My family loves this recipe! It's quick and easy, so it's great for busy schedules. You can heat up the enchiladas as kids come and go. -Wendy Stenman, Germantown, Wisconsin

Provided by Taste of Home

Categories     Dinner

Time 40m

Yield 6 servings.

Number Of Ingredients 12

1/2 cup chopped onion
1/2 cup chopped green pepper
1 tablespoon olive oil
1 can (16 ounces) vegetarian refried beans
1 can (15 ounces) black beans, rinsed and drained
1-1/2 cups picante sauce, divided
12 flour tortillas (6 inches), warmed
2 medium tomatoes, chopped
1/2 cup shredded reduced-fat cheddar cheese
1/2 cup shredded reduced-fat Mexican cheese blend
3 cups shredded lettuce
6 tablespoons fat-free sour cream

Steps:

  • In a nonstick skillet, saute onion and green pepper in oil for 2-3 minutes or until tender.
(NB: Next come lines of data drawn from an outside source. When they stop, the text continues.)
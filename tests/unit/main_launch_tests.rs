use super::*;
use std::io::Write;
use std::sync::atomic::{AtomicU64, Ordering};
use std::time::{Duration, Instant, SystemTime, UNIX_EPOCH};

static TEMP_DIR_COUNTER: AtomicU64 = AtomicU64::new(0);

struct TempDirGuard {
    path: PathBuf,
}

impl TempDirGuard {
    fn new(prefix: &str) -> Self {
        let counter = TEMP_DIR_COUNTER.fetch_add(1, Ordering::Relaxed);
        let nanos = SystemTime::now()
            .duration_since(UNIX_EPOCH)
            .map(|d| d.as_nanos())
            .unwrap_or(0);
        let path = std::env::temp_dir().join(format!("loopdeck-{prefix}-{nanos}-{counter}"));
        fs::create_dir_all(&path).expect("create temp dir");
        Self { path }
    }

    fn path(&self) -> &Path {
        &self.path
    }
}

impl Drop for TempDirGuard {
    fn drop(&mut self) {
        let _ = fs::remove_dir_all(&self.path);
    }
}

fn append_line(path: &Path, line: &str) {
    let mut file = OpenOptions::new()
        .create(true)
        .append(true)
        .open(path)
        .expect("open session log");
    writeln!(file, "{line}").expect("append session log");
}

#[test]
fn args_default_paths_follow_the_session() {
    let args = Args::try_parse_from(["loopdeck", "--session", "s1"]).expect("parse args");
    assert_eq!(args.dir, PathBuf::from(".loopdeck"));
    assert_eq!(args.pattern(), "s1");
    assert_eq!(args.config, PathBuf::from("loopdeck.toml"));
    assert_eq!(args.log_file(), PathBuf::from(".loopdeck/loopdeck.log"));
    assert_eq!(args.inbox_file(), PathBuf::from(".loopdeck/s1.inbox.jsonl"));
    assert!(!args.read_only);
}

#[test]
fn args_accept_overrides() {
    let args = Args::try_parse_from([
        "loopdeck",
        "--session",
        "s1",
        "--dir",
        "/tmp/runs",
        "--pattern",
        "s*",
        "--log-file",
        "/tmp/ld.log",
        "--read-only",
    ])
    .expect("parse args");
    assert_eq!(args.pattern(), "s*");
    assert_eq!(args.log_file(), PathBuf::from("/tmp/ld.log"));
    assert!(args.read_only);
}

#[test]
fn args_require_a_session() {
    assert!(Args::try_parse_from(["loopdeck"]).is_err());
}

#[test]
fn appended_log_lines_flow_through_bridge_consumer_and_reload() {
    let root = TempDirGuard::new("pipeline");
    let log = root.path().join("s1.jsonl");
    append_line(
        &log,
        r#"{"id":1,"session":"s1","type":"task","action":"created","data":{"id":"t1","title":"Old task"}}"#,
    );

    let (tx, rx) = mpsc::channel();
    let (queue_tx, queue_rx) = event_queue::bounded(16);
    let source = JsonlLogSource::new(root.path(), Duration::from_millis(10));
    let mut bridge = EventBridge::start(&source, "s1", queue_tx, &tx);
    assert!(bridge.is_subscribed());
    let consumer = consumer::spawn_event_consumer(queue_rx, tx.clone()).expect("spawn consumer");

    let store: Arc<dyn StateStore> = Arc::new(JsonlStore::new(root.path()));
    let (reloader, reload_rx) = Reloader::channel();
    reload::spawn_reload_worker(reload_rx, store, tx.clone()).expect("spawn reload worker");
    let (outbound, _outbound_rx) = outbound::channel(4, tx.clone());
    let mut app = App::new(AppParts {
        session: "s1".to_string(),
        screen: Rect::new(0, 0, 100, 30),
        pause: PauseHandshake::new(None),
        outbound,
        reloader,
        tick_interval: Duration::from_secs(1),
    });
    app.request_reload();

    std::thread::sleep(Duration::from_millis(50));
    append_line(&log, "not json");
    append_line(
        &log,
        r#"{"id":2,"session":"s1","type":"task","action":"created","data":{"id":"t2","title":"New task"}}"#,
    );
    append_line(
        &log,
        r#"{"id":3,"session":"s1","type":"note","action":"added","data":{"text":"hello"}}"#,
    );

    let deadline = Instant::now() + Duration::from_secs(10);
    while !(app.history().len() == 2 && app.state().tasks.len() == 2 && app.state().notes.len() == 1)
    {
        let remaining = deadline.saturating_duration_since(Instant::now());
        assert!(!remaining.is_zero(), "pipeline did not settle");
        if let Ok(message) = rx.recv_timeout(remaining.min(Duration::from_millis(200))) {
            app.handle_message(message);
        }
    }

    let ids = app
        .history()
        .iter()
        .map(|event| event.id.as_str())
        .collect::<Vec<_>>();
    assert_eq!(ids, vec!["2", "3"]);
    assert_eq!(app.state().tasks[0].title, "Old task");

    bridge.stop();
    assert!(!bridge.is_subscribed());
    assert_eq!(consumer.join().expect("consumer should exit"), 2);
}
Add the refried beans, black beans and 3/4 cup picante sauce; heat through. , Spoon 1/4 cupful down the center of each tortilla. Roll up and place, seam side down, in a 13-in. x 9-in. baking dish coated with cooking spray. Combine tomatoes and remaining picante sauce; spoon over enchiladas., Cover and bake at 350° for 15 minutes. Uncover; sprinkle with cheeses. Bake 5 minutes longer., Place 1/2 cup lettuce on each plate and top with two enchiladas. Serve with sour cream.

Nutrition Facts : Calories 434 calories, Fat 13g fat (3g saturated fat), Cholesterol 16mg cholesterol, Sodium 1303mg sodium, Carbohydrate 60g carbohydrate (8g sugars, Fiber 8g fiber), Protein 20g protein.